Steve Goldstein: Finding your voice

Steve Goldstein’s Amplifi Media works with media companies and podcasters in developing audio content strategies. Goldsteing writes frequently at Blogstein, the Amplifi blog.


Two weeks ago, it was the bright lights of Las Vegas at the CES (Consumer Electronic Show) with rides, giveaways and manufacturers from refrigerators to toilets to cars touting their smart speaker integrations.

One week later, I was far from the glitz of Vegas in Chattanooga, Tennessee at a conference of several hundred Amazon Echo developers working to figure out what people will respond to, and how they interact with smart speakers.

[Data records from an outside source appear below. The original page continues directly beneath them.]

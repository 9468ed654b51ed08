//! Network-agnostic domain types for transfers and contract verification.

pub mod error;
pub mod network;
pub mod transfer;
pub mod units;
pub mod verification;
pub mod wallet;

pub use network::{Network, NetworkProfile, NetworkProfiles};
pub use transfer::{TransferOutcome, TransferReceipt, TransferRequest};
pub use verification::{VerificationArtifact, VerificationOutcome, VerificationRequestBody};
pub use wallet::{ActiveWallet, WalletRecord, WalletStore};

It is by no means certain that people are interested in a whole lot more than weather forecasts and music from their devices, but this group is aggressively going after it.

Some things observed:

Innovation abounds – Smart speakers are a nascent category exploding with experimentation. We saw the gamut ranging from interactive book adaptations aimed at children who index as early users of smart speakers, navigational skills, voice-based surveys and way more.

Brush your teeth, alot, and listen to podcasts – Gimlet Media won Alexa Skill of the Year for “Chompers,” a 2 minute daily feature which accompanies kids as they brush their teeth. Wilson Standish from Gimlet was on hand and also joined me and a few others for a session on smart speakers and podcasts, which certainly has its early-inning challenges but the opportunity is clear.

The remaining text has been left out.